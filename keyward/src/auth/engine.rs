//! Login, refresh and logout orchestration.
//!
//! The engine is the only component that writes session state. It wires the
//! credential verifier, the session store and the token codec together and
//! translates every failure into an [`AuthFailure`] kind before it reaches
//! the HTTP layer.

use chrono::Utc;
use sqlx::PgPool;
use tracing::instrument;

use crate::{
    auth::password::{self, DUMMY_HASH},
    auth::tokens,
    config::Config,
    db::handlers::sessions::{RotateOutcome, Sessions},
    db::handlers::Users,
    errors::{AuthFailure, Error, Result},
    types::SessionId,
};

/// Credentials handed back to a client after login or refresh.
#[derive(Debug)]
pub struct IssuedTokens {
    pub access_token: String,
    pub refresh_secret: String,
    pub session_id: SessionId,
}

/// Authenticate an email/password pair and open a session.
///
/// The password check runs even when the email is unknown, against a fixed
/// dummy hash, so the unknown-email path takes as long as a wrong-password
/// one. The activity check happens only after the credential check for the
/// same reason.
#[instrument(skip_all, fields(email = %email), err)]
pub async fn login(
    pool: &PgPool,
    config: &Config,
    email: &str,
    password: &str,
    fingerprint: &str,
    remember_me: bool,
) -> Result<IssuedTokens> {
    let mut conn = pool.acquire().await.map_err(crate::db::errors::DbError::from)?;

    let user = Users::new(&mut conn).get_by_email(email).await?;

    let stored_hash = user.as_ref().map(|u| u.password_hash.clone()).unwrap_or_else(|| DUMMY_HASH.to_string());

    // Argon2 is CPU-bound; keep it off the async workers
    let submitted = password.to_string();
    let verified = tokio::task::spawn_blocking(move || password::verify_password(&submitted, &stored_hash))
        .await
        .map_err(|e| Error::Internal {
            operation: format!("join password verification task: {e}"),
        })??;

    let Some(user) = user else {
        return Err(Error::unauthorized(AuthFailure::InvalidCredentials));
    };
    if !verified {
        return Err(Error::unauthorized(AuthFailure::InvalidCredentials));
    }
    if !user.is_active {
        return Err(Error::unauthorized(AuthFailure::AccountInactive));
    }

    let ttl = if remember_me {
        config.auth.tokens.remember_me_refresh_ttl
    } else {
        config.auth.tokens.refresh_ttl
    };
    let now = Utc::now();
    let session_ttl = chrono::Duration::from_std(ttl).map_err(|e| Error::Internal {
        operation: format!("convert session ttl: {e}"),
    })?;

    let new_session = Sessions::new(&mut conn).create(user.id, now, session_ttl).await?;

    let access_token = tokens::mint_access_token(
        user.id,
        new_session.session.id,
        fingerprint,
        now,
        config.auth.tokens.access_ttl,
        config.secret_key()?,
    )?;

    tracing::info!(session_id = %crate::types::abbrev_uuid(&new_session.session.id), "Login succeeded");

    Ok(IssuedTokens {
        access_token,
        refresh_secret: new_session.refresh_secret,
        session_id: new_session.session.id,
    })
}

/// Exchange a refresh secret for a fresh token pair.
///
/// The access token is minted only after the rotation has committed; a
/// rejected rotation never issues anything.
#[instrument(skip_all, err)]
pub async fn refresh(pool: &PgPool, config: &Config, raw_secret: &str, fingerprint: &str) -> Result<IssuedTokens> {
    let mut conn = pool.acquire().await.map_err(crate::db::errors::DbError::from)?;

    let now = Utc::now();
    let rotated = match Sessions::new(&mut conn).rotate(raw_secret, now).await? {
        RotateOutcome::Rotated(rotated) => rotated,
        RotateOutcome::Rejected(kind) => return Err(Error::unauthorized(kind)),
    };

    let access_token = tokens::mint_access_token(
        rotated.user_id,
        rotated.session_id,
        fingerprint,
        now,
        config.auth.tokens.access_ttl,
        config.secret_key()?,
    )?;

    Ok(IssuedTokens {
        access_token,
        refresh_secret: rotated.refresh_secret,
        session_id: rotated.session_id,
    })
}

/// Revoke a session. Revoking an already-revoked session is not an error.
#[instrument(skip(pool), fields(session_id = %crate::types::abbrev_uuid(&session_id)), err)]
pub async fn logout(pool: &PgPool, session_id: SessionId) -> Result<()> {
    let mut conn = pool.acquire().await.map_err(crate::db::errors::DbError::from)?;
    Sessions::new(&mut conn).revoke(session_id).await?;
    Ok(())
}

#[cfg(test)]
mod tests {
    use super::*;
    use crate::test_utils::{create_test_config, create_test_user_with_password};
    use sqlx::PgPool;

    const PASSWORD: &str = "correct horse battery staple";
    const FP: &str = "fingerprint-digest";

    #[sqlx::test]
    #[test_log::test]
    async fn test_login_issues_usable_tokens(pool: PgPool) {
        let config = create_test_config();
        let user = create_test_user_with_password(&pool, PASSWORD).await;

        let issued = login(&pool, &config, &user.email, PASSWORD, FP, false).await.unwrap();

        let claims = tokens::decode_access_token(&issued.access_token, FP, config.secret_key().unwrap()).unwrap();
        assert_eq!(claims.sub, user.id);
        assert_eq!(claims.sid, issued.session_id);
    }

    #[sqlx::test]
    #[test_log::test]
    async fn test_login_wrong_password(pool: PgPool) {
        let config = create_test_config();
        let user = create_test_user_with_password(&pool, PASSWORD).await;

        let err = login(&pool, &config, &user.email, "not the password", FP, false)
            .await
            .unwrap_err();
        assert!(matches!(
            err,
            Error::Unauthorized {
                kind: AuthFailure::InvalidCredentials
            }
        ));
    }

    #[sqlx::test]
    #[test_log::test]
    async fn test_login_unknown_email(pool: PgPool) {
        let config = create_test_config();

        let err = login(&pool, &config, "nobody@example.com", PASSWORD, FP, false)
            .await
            .unwrap_err();
        // Same failure kind as a wrong password, so responses cannot be
        // used to probe which emails exist
        assert!(matches!(
            err,
            Error::Unauthorized {
                kind: AuthFailure::InvalidCredentials
            }
        ));
    }

    #[sqlx::test]
    #[test_log::test]
    async fn test_login_inactive_account(pool: PgPool) {
        let config = create_test_config();
        let user = create_test_user_with_password(&pool, PASSWORD).await;

        let mut conn = pool.acquire().await.unwrap();
        crate::db::handlers::Repository::delete(&mut Users::new(&mut conn), user.id)
            .await
            .unwrap();

        let err = login(&pool, &config, &user.email, PASSWORD, FP, false).await.unwrap_err();
        assert!(matches!(
            err,
            Error::Unauthorized {
                kind: AuthFailure::AccountInactive
            }
        ));
    }

    #[sqlx::test]
    #[test_log::test]
    async fn test_remember_me_extends_session(pool: PgPool) {
        let config = create_test_config();
        let user = create_test_user_with_password(&pool, PASSWORD).await;

        let issued = login(&pool, &config, &user.email, PASSWORD, FP, true).await.unwrap();

        let mut conn = pool.acquire().await.unwrap();
        let session = Sessions::new(&mut conn).get_by_id(issued.session_id).await.unwrap().unwrap();
        assert!(session.expires_at > Utc::now() + chrono::Duration::days(13));
    }

    #[sqlx::test]
    #[test_log::test]
    async fn test_full_session_lifecycle(pool: PgPool) {
        let config = create_test_config();
        let user = create_test_user_with_password(&pool, PASSWORD).await;

        let issued = login(&pool, &config, &user.email, PASSWORD, FP, false).await.unwrap();

        // Rotate once
        let refreshed = refresh(&pool, &config, &issued.refresh_secret, FP).await.unwrap();
        assert_eq!(refreshed.session_id, issued.session_id);
        assert_ne!(refreshed.refresh_secret, issued.refresh_secret);

        // The retired secret is now a replay signal
        let err = refresh(&pool, &config, &issued.refresh_secret, FP).await.unwrap_err();
        assert!(matches!(
            err,
            Error::Unauthorized {
                kind: AuthFailure::SessionRevoked
            }
        ));

        // The replay killed the session, taking the newest secret with it
        let err = refresh(&pool, &config, &refreshed.refresh_secret, FP).await.unwrap_err();
        assert!(matches!(err, Error::Unauthorized { .. }));
    }

    #[sqlx::test]
    #[test_log::test]
    async fn test_logout_kills_refresh_chain(pool: PgPool) {
        let config = create_test_config();
        let user = create_test_user_with_password(&pool, PASSWORD).await;

        let issued = login(&pool, &config, &user.email, PASSWORD, FP, false).await.unwrap();

        logout(&pool, issued.session_id).await.unwrap();
        // Idempotent
        logout(&pool, issued.session_id).await.unwrap();

        let err = refresh(&pool, &config, &issued.refresh_secret, FP).await.unwrap_err();
        assert!(matches!(
            err,
            Error::Unauthorized {
                kind: AuthFailure::SessionRevoked
            }
        ));
    }
}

================

PROBLEM STATEMENT: Set down, unchanged, only those lines above that fall between the line with "against a fixed" and the line with "let submitted = password.to_string();", the two end lines included.

REPLY TO THE EXERCISE:
/// The password check runs even when the email is unknown, against a fixed
/// dummy hash, so the unknown-email path takes as long as a wrong-password
/// one. The activity check happens only after the credential check for the
/// same reason.
#[instrument(skip_all, fields(email = %email), err)]
pub async fn login(
    pool: &PgPool,
    config: &Config,
    email: &str,
    password: &str,
    fingerprint: &str,
    remember_me: bool,
) -> Result<IssuedTokens> {
    let mut conn = pool.acquire().await.map_err(crate::db::errors::DbError::from)?;

    let user = Users::new(&mut conn).get_by_email(email).await?;

    let stored_hash = user.as_ref().map(|u| u.password_hash.clone()).unwrap_or_else(|| DUMMY_HASH.to_string());

    // Argon2 is CPU-bound; keep it off the async workers
    let submitted = password.to_string();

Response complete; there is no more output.